* _Exercise description_: An exact copy of all the records is the expected answer.

Records for this task START

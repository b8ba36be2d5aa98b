//! Controller/agent split: the run coordinator and the agent runtime talking
//! newline-delimited JSON over TCP or in-process pipes.
mod agent;
mod controller;
mod protocol;
mod utils;

pub use agent::{
    AgentOptions, IdleDriver, PhaseProgress, SessionDriver, run_agent, serve_agent,
};
pub use controller::{
    AgentEndpoint, AgentStatus, AgentView, ControllerHandle, ControllerSettings, DeployedAgent,
    Deployer, FailureCallback, LocalDeployer, ManualDeployer, PhaseView, RunError, RunSummary,
    RunView, load_runs, start_controller,
};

Records for this task END

* _Worked solution_:
repository b8ba36be2d5aa98b
//! Controller/agent split: the run coordinator and the agent runtime talking
//! newline-delimited JSON over TCP or in-process pipes.
mod agent;
mod controller;
mod protocol;
mod utils;

pub use agent::{
    AgentOptions, IdleDriver, PhaseProgress, SessionDriver, run_agent, serve_agent,
};
pub use controller::{
    AgentEndpoint, AgentStatus, AgentView, ControllerHandle, ControllerSettings, DeployedAgent,
    Deployer, FailureCallback, LocalDeployer, ManualDeployer, PhaseView, RunError, RunSummary,
    RunView, load_runs, start_controller,
};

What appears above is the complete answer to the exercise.